Neugierde- Vor langer, langer Zeit lebte ein Mann. Ein kluger Mann, klüger als die meisten. Eine Eigenschaft, die ihm in seinem Heimatdorf keinen Ruhm brachte. Seine Umgebung schien weder sein Genie noch seine Faszination mit der Wissenschaft zu teilen. Aber er wusste, eines Tages würde ihn seine Intelligenz unsterblich machen.


Zwei friedvolle Jahre. Ava zählte die Monate, zählte die Wochen und kam doch immer wieder zu dem Ergebnis, dass sie glücklich war. Mit einem leichten Lächeln im Gesicht lag sie in ihrem Bett und betrachtete den Mann neben sich. Er war gutaussehend.

Dunkle Haut, sanfte Augen, eine wärme, die sie noch in ihren schlimmsten Momenten Geborgenheit fühlen ließ. Seit seiner Zeit beim Militär hatte er sich kaum verändert.
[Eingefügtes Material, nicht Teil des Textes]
impl<T, F, P> Updater<T, F, P>
where
    T: SecureTransport + Send,
    F: FlashUpdater + Send,
    P: Platform,
{
    /// `allow_start` is consulted before every run; returning false refuses it.
    pub fn new(
        config: OrchestratorConfig,
        transport: T,
        flash: F,
        platform: P,
        allow_start: impl Fn() -> bool + Send + Sync + 'static,
    ) -> Self {
        Self {
            config: Mutex::new(config),
            hooks: Mutex::new(UpdateHooks::default()),
            allow_start: Arc::new(allow_start),
            in_progress: AtomicBool::new(false),
            platform,
            devices: Mutex::new(Devices { transport, flash, auto_quiesce: None }),
        }
    }

    #[must_use]
    pub fn with_hooks(self, hooks: UpdateHooks) -> Self {
        self.set_hooks(hooks);
        self
    }

    /// Install the coordinator used when automatic quiescence is enabled
    #[must_use]
    pub fn with_auto_quiescence(self, coordinator: impl Quiesce + 'static) -> Self {
        lock(&self.devices).auto_quiesce = Some(Box::new(coordinator));
        self
    }

    pub fn set_hooks(&self, hooks: UpdateHooks) {
        *lock(&self.hooks) = hooks;
    }

    pub fn platform(&self) -> &P {
        &self.platform
    }

    pub fn is_in_progress(&self) -> bool {
        self.in_progress.load(Ordering::Acquire)
    }

    /// Snapshot of the current configuration
    pub fn config(&self) -> OrchestratorConfig {
        lock(&self.config).clone()
    }

    pub fn set_max_retries(&self, retries: u8) -> Result<(), ConfigError> {
        let mut config = lock(&self.config);
        *config = config.clone().with_max_retries(retries)?;
        Ok(())
    }

    pub fn set_current_version(&self, version: &str) -> Result<(), ConfigError> {
        lock(&self.config).current_version =
            VersionString::new(version).map_err(ConfigError::Version)?;
        Ok(())
    }

    pub fn set_timeout(&self, timeout: Duration) {
        lock(&self.config).timeout = timeout;
    }

    pub fn set_boot_check_delay(&self, delay: Duration) {
        lock(&self.config).boot_check_delay = delay;
    }

    pub fn set_check_interval(&self, interval: Option<Duration>) {
        lock(&self.config).check_interval = interval;
    }

    pub fn set_auto_quiesce(&self, enabled: bool) {
        lock(&self.config).auto_quiesce = enabled;
    }

    pub fn set_size_policy(&self, policy: SizePolicy) {
        lock(&self.config).size_policy = policy;
    }

    pub fn set_resume_before_restart(&self, enabled: bool) {
        lock(&self.config).resume_before_restart = enabled;
    }

    pub fn set_debug(&self, enabled: bool) {
        lock(&self.config).debug = enabled;
        log::set_max_level(if enabled { LevelFilter::Debug } else { LevelFilter::Info });
    }

    /// Run one update check and return its outcome.
    ///
    /// On `Succeeded` the platform restart has already been requested when
    /// this returns (it never returns on hardware).
    pub fn check_now(&self) -> Result<UpdateOutcome, CheckError> {
        let _run = RunGuard::acquire(&self.in_progress).ok_or_else(|| {
            warn!("Update check already in progress");
            CheckError::Busy
        })?;

        // setters after this point only affect later runs
        let config = self.config();
        let hooks = lock(&self.hooks).clone();
        info!("Preparing for update check (v{})", config.current_version);

        if !(self.allow_start)() {
            info!("Update check denied by application");
            return Err(CheckError::Denied);
        }
        if !self.platform.is_connected() {
            warn!("Network not connected, skipping update check");
            return Err(CheckError::NotConnected);
        }

        let mut devices = lock(&self.devices);
        let Devices { transport, flash, auto_quiesce } = &mut *devices;

        let mut delegated;
        let quiesce: &mut dyn Quiesce = match auto_quiesce.as_deref_mut() {
            Some(coordinator) if config.auto_quiesce => coordinator,
            _ => {
                delegated = HookQuiescence::new(hooks.suspend_tasks.clone(), hooks.resume_tasks.clone());
                &mut delegated
            }
        };

        let suspended = quiesce.suspend_all().map_err(|e| {
            error!("Failed to quiesce system: {}", e);
            CheckError::Quiescence(e)
        })?;
        debug!("Quiesced ({} units)", suspended);

        if let Some(on_start) = &hooks.on_start {
            on_start();
        }

        self.platform.delay(config.settle_delay);
        if let Some(free) = self.platform.free_heap() {
            info!("Free heap: {} KB", free / 1024);
        }

        let outcome = self.run(&config, &hooks, transport, flash);

        match outcome {
            UpdateOutcome::Succeeded => {
                info!("Update succeeded, restarting");
                if let Some(on_succeeded) = &hooks.on_succeeded {
                    on_succeeded();
                }
                if config.resume_before_restart {
                    resume(quiesce);
                }
                self.platform.delay(config.restart_delay);
                self.platform.restart();
            }
            UpdateOutcome::Failed(reason) => {
                warn!("Update failed: {}", reason);
                if let Some(on_failed) = &hooks.on_failed {
                    on_failed(&reason.to_string());
                }
                resume(quiesce);
            }
            UpdateOutcome::UpToDate => {
                if let Some(on_up_to_date) = &hooks.on_up_to_date {
                    on_up_to_date();
                }
                resume(quiesce);
            }
        }

        Ok(outcome)
    }

    fn run(
        &self,
        config: &OrchestratorConfig,
        hooks: &UpdateHooks,
        transport: &mut T,
        flash: &mut F,
    ) -> UpdateOutcome {
        let manifest = match ManifestClient::from_config(config).fetch(transport, &self.platform) {
            Ok(manifest) => manifest,
            Err(e) => {
                warn!("{}", e);
                return UpdateOutcome::Failed(FailureReason::ManifestFetch);
            }
        };

        if !is_update(config.current_version.as_str(), manifest.version.as_str()) {
            info!("Firmware is already up to date (v{})", config.current_version);
            return UpdateOutcome::UpToDate;
        }
        info!("Updating v{} -> v{}", config.current_version, manifest.version);

        let url = manifest.url.as_str();
        if url.len() < MIN_URL_LEN || !is_secure_url(url) {
            warn!("Refusing download URL '{}'", url);
            return UpdateOutcome::Failed(FailureReason::InvalidDownloadUrl);
        }

        let mut on_progress = |percent: u8| {
            info!("Download progress: {}%", percent);
            if let Some(hook) = &hooks.on_progress {
                hook(percent);
            }
        };

        let mut engine = TransferEngine::new(transport, flash, &self.platform, config);
        match engine.transfer(url, manifest.sha256.as_ref(), &mut on_progress) {
            Ok(report) => {
                info!("Flashed {} bytes", report.bytes);
                UpdateOutcome::Succeeded
            }
            Err(e) if e.is_timeout() => {
                warn!("Transfer timed out: {}", e);
                UpdateOutcome::Failed(FailureReason::TransferTimeout)
            }
            Err(e) => {
                warn!("Transfer failed: {}", e);
                UpdateOutcome::Failed(FailureReason::Transfer)
            }
        }
    }
}

fn resume(quiesce: &mut dyn Quiesce) {
    match quiesce.resume_all() {
        Ok(count) => debug!("Resumed ({} units)", count),
        Err(e) => error!("Failed to resume tasks, system may be unstable: {}", e),
    }
}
Er war trainiert, präzise und seiner neurotischen Art treu geblieben. Jeden Moment würde der Wecker klingen und ihn wecken. Zufrieden kuschelte sie sich an ihn und wurde mit einem Seufzer umarmt.

Einem Reflex gleich schlangen seine starken Arme sich um ihren Körper. Das war nun mal seine Art und Ava liebte ihn dafür. Zwei Jahre...seit zwei wundervollen Jahren durfte sie sich ohne Furcht von William Archer berühren lassen.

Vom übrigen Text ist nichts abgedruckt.